Exercise description
Copy out, exactly, the first line of the entries below and every line after it through the one containing "use bytes::Bytes;".

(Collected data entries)
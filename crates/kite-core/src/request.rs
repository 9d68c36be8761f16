//! Request handling and normalization.
//!
//! A host hands the core one [`RawRequest`] per inbound message: method,
//! request target, the header list in whatever form the transport surfaces
//! it, and a body source of known length. [`Request::from_raw`] normalizes
//! that into the immutable [`Request`] model that handlers and middleware
//! see.
//!
//! The only I/O performed here is the eager, bounded read of the declared
//! body length. When no length is declared (or it is zero) the body source
//! is never touched.

use std::collections::HashMap;
use std::fmt;
use std::io::{self, Read};

use bytes::Bytes;
use http::{header, HeaderMap, HeaderName, HeaderValue, Method};
use indexmap::IndexMap;
use percent_encoding::percent_decode_str;

use crate::error::{KiteError, KiteResult};

/// The request descriptor a host hands over per inbound message.
///
/// Everything is optional at this layer; [`Request::from_raw`] decides what
/// is required and fails with [`KiteError::MalformedRequest`] when method or
/// path information is missing.
///
/// # Example
///
/// ```rust
/// use kite_core::{RawRequest, Request};
///
/// let raw = RawRequest::builder()
///     .method("get")
///     .target("/search?q=kite")
///     .header("HTTP_ACCEPT_LANGUAGE", "en")
///     .build();
///
/// let request = Request::from_raw(raw).unwrap();
/// assert_eq!(request.method(), &http::Method::GET);
/// assert_eq!(request.path(), "/search");
/// ```
pub struct RawRequest {
    method: Option<String>,
    target: Option<String>,
    headers: Vec<(String, String)>,
    content_length: u64,
    body: Option<Box<dyn Read + Send>>,
}

impl RawRequest {
    /// Creates a new raw request builder.
    #[must_use]
    pub fn builder() -> RawRequestBuilder {
        RawRequestBuilder::new()
    }

    /// Returns the method string, if one was provided.
    #[must_use]
    pub fn method(&self) -> Option<&str> {
        self.method.as_deref()
    }

    /// Returns the request target (path plus optional query), if provided.
    #[must_use]
    pub fn target(&self) -> Option<&str> {
        self.target.as_deref()
    }

    /// Returns the transport-form header list.
    #[must_use]
    pub fn headers(&self) -> &[(String, String)] {
        &self.headers
    }

    /// Returns the declared content length.
    #[must_use]
    pub fn content_length(&self) -> u64 {
        self.content_length
    }
}

impl fmt::Debug for RawRequest {
    fn fmt(&self, f: &mut fmt::Formatter<'_>) -> fmt::Result {
        f.debug_struct("RawRequest")
            .field("method", &self.method)
            .field("target", &self.target)
            .field("headers", &self.headers)
            .field("content_length", &self.content_length)
            .field("has_body", &self.body.is_some())
            .finish()
    }
}

/// Builder for constructing a [`RawRequest`].
///
/// Hosts adapt their native message representation through this builder;
/// tests use it directly.
#[must_use]
pub struct RawRequestBuilder {
    method: Option<String>,
    target: Option<String>,
    headers: Vec<(String, String)>,
    content_length: Option<u64>,
    body: Option<Box<dyn Read + Send>>,
}

impl RawRequestBuilder {
    /// Creates a new builder with nothing set.
    pub fn new() -> Self {
        Self {
            method: None,
            target: None,
            headers: Vec::new(),
            content_length: None,
            body: None,
        }
    }

    /// Sets the request method as received from the transport.
    pub fn method(mut self, method: impl Into<String>) -> Self {
        self.method = Some(method.into());
        self
    }

    /// Sets the request target: the path with an optional `?query` suffix.
    pub fn target(mut self, target: impl Into<String>) -> Self {
        self.target = Some(target.into());
        self
    }

    /// Appends a header in transport form.
    ///
    /// Names may arrive in transport shape (for instance
    /// `HTTP_ACCEPT_LANGUAGE`); normalization happens in
    /// [`Request::from_raw`].
    pub fn header(mut self, name: impl Into<String>, value: impl Into<String>) -> Self {
        self.headers.push((name.into(), value.into()));
        self
    }

    /// Sets the declared content length explicitly.
    pub fn content_length(mut self, length: u64) -> Self {
        self.content_length = Some(length);
        self
    }

    /// Sets the body from an in-memory buffer.
    ///
    /// Also declares the buffer's length as the content length unless a
    /// length was already set explicitly.
    pub fn body(mut self, body: impl Into<Bytes>) -> Self {
        let body = body.into();
        if self.content_length.is_none() {
            self.content_length = Some(body.len() as u64);
        }
        self.body = Some(Box::new(io::Cursor::new(body)));
        self
    }

    /// Sets the body from a reader with an explicitly declared length.
    pub fn body_reader(mut self, reader: impl Read + Send + 'static, declared: u64) -> Self {
        self.content_length = Some(declared);
        self.body = Some(Box::new(reader));
        self
    }

    /// Builds the raw request.
    pub fn build(self) -> RawRequest {
        RawRequest {
            method: self.method,
            target: self.target,
            headers: self.headers,
            content_length: self.content_length.unwrap_or(0),
            body: self.body,
        }
    }
}

impl Default for RawRequestBuilder {
    fn default() -> Self {
        Self::new()
    }
}

impl fmt::Debug for RawRequestBuilder {
    fn fmt(&self, f: &mut fmt::Formatter<'_>) -> fmt::Result {
        f.debug_struct("RawRequestBuilder")
            .field("method", &self.method)
            .field("target", &self.target)
            .field("headers", &self.headers)
            .field("content_length", &self.content_length)
            .field("has_body", &self.body.is_some())
            .finish()
    }
}

/// The normalized, immutable request model.
///
/// Built once per inbound call from the raw host message and discarded when
/// the call returns. All access goes through getters; middleware that needs
/// to steer resolution replaces the request via [`Request::with_path`]
/// rather than mutating it.
#[derive(Debug, Clone)]
pub struct Request {
    method: Method,
    path: String,
    headers: HeaderMap,
    query_params: IndexMap<String, Vec<String>>,
    cookies: HashMap<String, String>,
    body: Bytes,
}

impl Request {
    /// Normalizes a raw host message into a `Request`.
    ///
    /// - the method is uppercased and parsed into [`http::Method`]
    ///   (extension methods are allowed);
    /// - the target is split at `?`; the path portion is percent-decoded;
    /// - header names are normalized (optional `HTTP_` transport prefix
    ///   stripped, underscores folded to hyphens, canonical case) and
    ///   unparseable entries are skipped with a warning;
    /// - the query string is parsed into a multi-valued mapping;
    /// - the body is read eagerly, exactly the declared length, only when
    ///   that length is greater than zero;
    /// - cookies are parsed from the `Cookie` header, last value wins.
    ///
    /// # Errors
    ///
    /// [`KiteError::MalformedRequest`] when method or path information is
    /// missing or the method is unparseable; [`KiteError::BodyRead`] when
    /// the declared-length read fails or comes up short.
    pub fn from_raw(raw: RawRequest) -> KiteResult<Self> {
        let RawRequest {
            method,
            target,
            headers: raw_headers,
            content_length,
            body,
        } = raw;

        let method = method.ok_or_else(|| KiteError::malformed("missing request method"))?;
        let method = Method::from_bytes(method.to_ascii_uppercase().as_bytes())
            .map_err(|_| KiteError::malformed(format!("invalid request method '{method}'")))?;

        let target = target.ok_or_else(|| KiteError::malformed("missing request path"))?;
        let (raw_path, raw_query) = match target.split_once('?') {
            Some((path, query)) => (path, Some(query)),
            None => (target.as_str(), None),
        };
        let path = percent_decode_str(raw_path).decode_utf8_lossy().into_owned();

        let mut headers = HeaderMap::new();
        for (raw_name, raw_value) in &raw_headers {
            let Some(name) = normalize_header_name(raw_name) else {
                tracing::warn!(header = %raw_name, "skipping header with invalid name");
                continue;
            };
            let Ok(value) = HeaderValue::from_str(raw_value) else {
                tracing::warn!(header = %raw_name, "skipping header with invalid value");
                continue;
            };
            headers.append(name, value);
        }

        let query_params = raw_query.map(parse_query).unwrap_or_default();

        let body = read_body(body, content_length)?;

        let cookies = headers
            .get(header::COOKIE)
            .and_then(|value| value.to_str().ok())
            .map(parse_cookies)
            .unwrap_or_default();

        Ok(Self {
            method,
            path,
            headers,
            query_params,
            cookies,
            body,
        })
    }

    /// Returns the request method.
    #[must_use]
    pub fn method(&self) -> &Method {
        &self.method
    }

    /// Returns the decoded request path, without the query string.
    #[must_use]
    pub fn path(&self) -> &str {
        &self.path
    }

    /// Returns a copy of this request with a different path.
    ///
    /// The request model itself is immutable; a middleware that wants to
    /// steer resolution returns a replacement built this way.
    #[must_use]
    pub fn with_path(mut self, path: impl Into<String>) -> Self {
        self.path = path.into();
        self
    }

    /// Returns the normalized headers.
    #[must_use]
    pub fn headers(&self) -> &HeaderMap {
        &self.headers
    }

    /// Returns a header value as a string, if present and valid UTF-8.
    #[must_use]
    pub fn header_str(&self, name: impl AsRef<str>) -> Option<&str> {
        self.headers
            .get(name.as_ref())
            .and_then(|value| value.to_str().ok())
    }

    /// Returns the multi-valued query parameter mapping.
    #[must_use]
    pub fn query_params(&self) -> &IndexMap<String, Vec<String>> {
        &self.query_params
    }

    /// Returns every value supplied for a query key.
    #[must_use]
    pub fn query_values(&self, name: &str) -> Option<&[String]> {
        self.query_params.get(name).map(Vec::as_slice)
    }

    /// Returns the first value supplied for a query key.
    #[must_use]
    pub fn query_first(&self, name: &str) -> Option<&str> {
        self.query_values(name)
            .and_then(|values| values.first())
            .map(String::as_str)
    }

    /// Returns the cookie mapping.
    #[must_use]
    pub fn cookies(&self) -> &HashMap<String, String> {
        &self.cookies
    }

    /// Returns a cookie value by name.
    #[must_use]
    pub fn cookie(&self, name: &str) -> Option<&str> {
        self.cookies.get(name).map(String::as_str)
    }

    /// Returns the request body.
    #[must_use]
    pub fn body(&self) -> &Bytes {
        &self.body
    }
}

/// Normalizes a transport-form header name into canonical form.
///
/// Strips the optional `HTTP_` prefix and folds underscores to hyphens;
/// `HeaderName` parsing takes care of canonical casing.
fn normalize_header_name(raw: &str) -> Option<HeaderName> {
    let stripped = raw.strip_prefix("HTTP_").unwrap_or(raw);
    let folded = stripped.replace('_', "-");
    HeaderName::from_bytes(folded.as_bytes()).ok()
}

/// Parses a query string into an insertion-ordered multi-valued mapping.
///
/// Repeated keys accumulate values in order of appearance; a bare key
/// contributes an empty value.
fn parse_query(query: &str) -> IndexMap<String, Vec<String>> {
    let pairs: Vec<(String, String)> = serde_urlencoded::from_str(query).unwrap_or_else(|error| {
        tracing::warn!(%error, "failed to parse query string");
        Vec::new()
    });

    let mut params: IndexMap<String, Vec<String>> = IndexMap::new();
    for (key, value) in pairs {
        params.entry(key).or_default().push(value);
    }
    params
}

/// Parses a `Cookie` header value. Last value wins for repeated names.
fn parse_cookies(header_value: &str) -> HashMap<String, String> {
    let mut cookies = HashMap::new();

    for cookie in header_value.split(';') {
        if let Some((name, value)) = cookie.trim().split_once('=') {
            let value = value.trim().trim_matches('"');
            cookies.insert(name.trim().to_string(), value.to_string());
        }
    }

    cookies
}

/// Reads exactly the declared number of bytes, or nothing at all when no
/// length is declared.
fn read_body(body: Option<Box<dyn Read + Send>>, content_length: u64) -> KiteResult<Bytes> {
    if content_length == 0 {
        return Ok(Bytes::new());
    }

    let declared = usize::try_from(content_length).map_err(|_| {
        KiteError::body_read(
            content_length,
            io::Error::new(
                io::ErrorKind::InvalidInput,
                "declared length exceeds addressable memory",
            ),
        )
    })?;

    let mut reader = body.ok_or_else(|| {
        KiteError::body_read(
            content_length,
            io::Error::new(io::ErrorKind::UnexpectedEof, "no body source provided"),
        )
    })?;

    let mut buffer = vec![0u8; declared];
    reader
        .read_exact(&mut buffer)
        .map_err(|source| KiteError::body_read(content_length, source))?;

    Ok(Bytes::from(buffer))
}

Exercise output
filename crates/kite-core/src/request.rs
repository 9d68c36be8761f16
//! Request handling and normalization.
//!
//! A host hands the core one [`RawRequest`] per inbound message: method,
//! request target, the header list in whatever form the transport surfaces
//! it, and a body source of known length. [`Request::from_raw`] normalizes
//! that into the immutable [`Request`] model that handlers and middleware
//! see.
//!
//! The only I/O performed here is the eager, bounded read of the declared
//! body length. When no length is declared (or it is zero) the body source
//! is never touched.

use std::collections::HashMap;
use std::fmt;
use std::io::{self, Read};

use bytes::Bytes;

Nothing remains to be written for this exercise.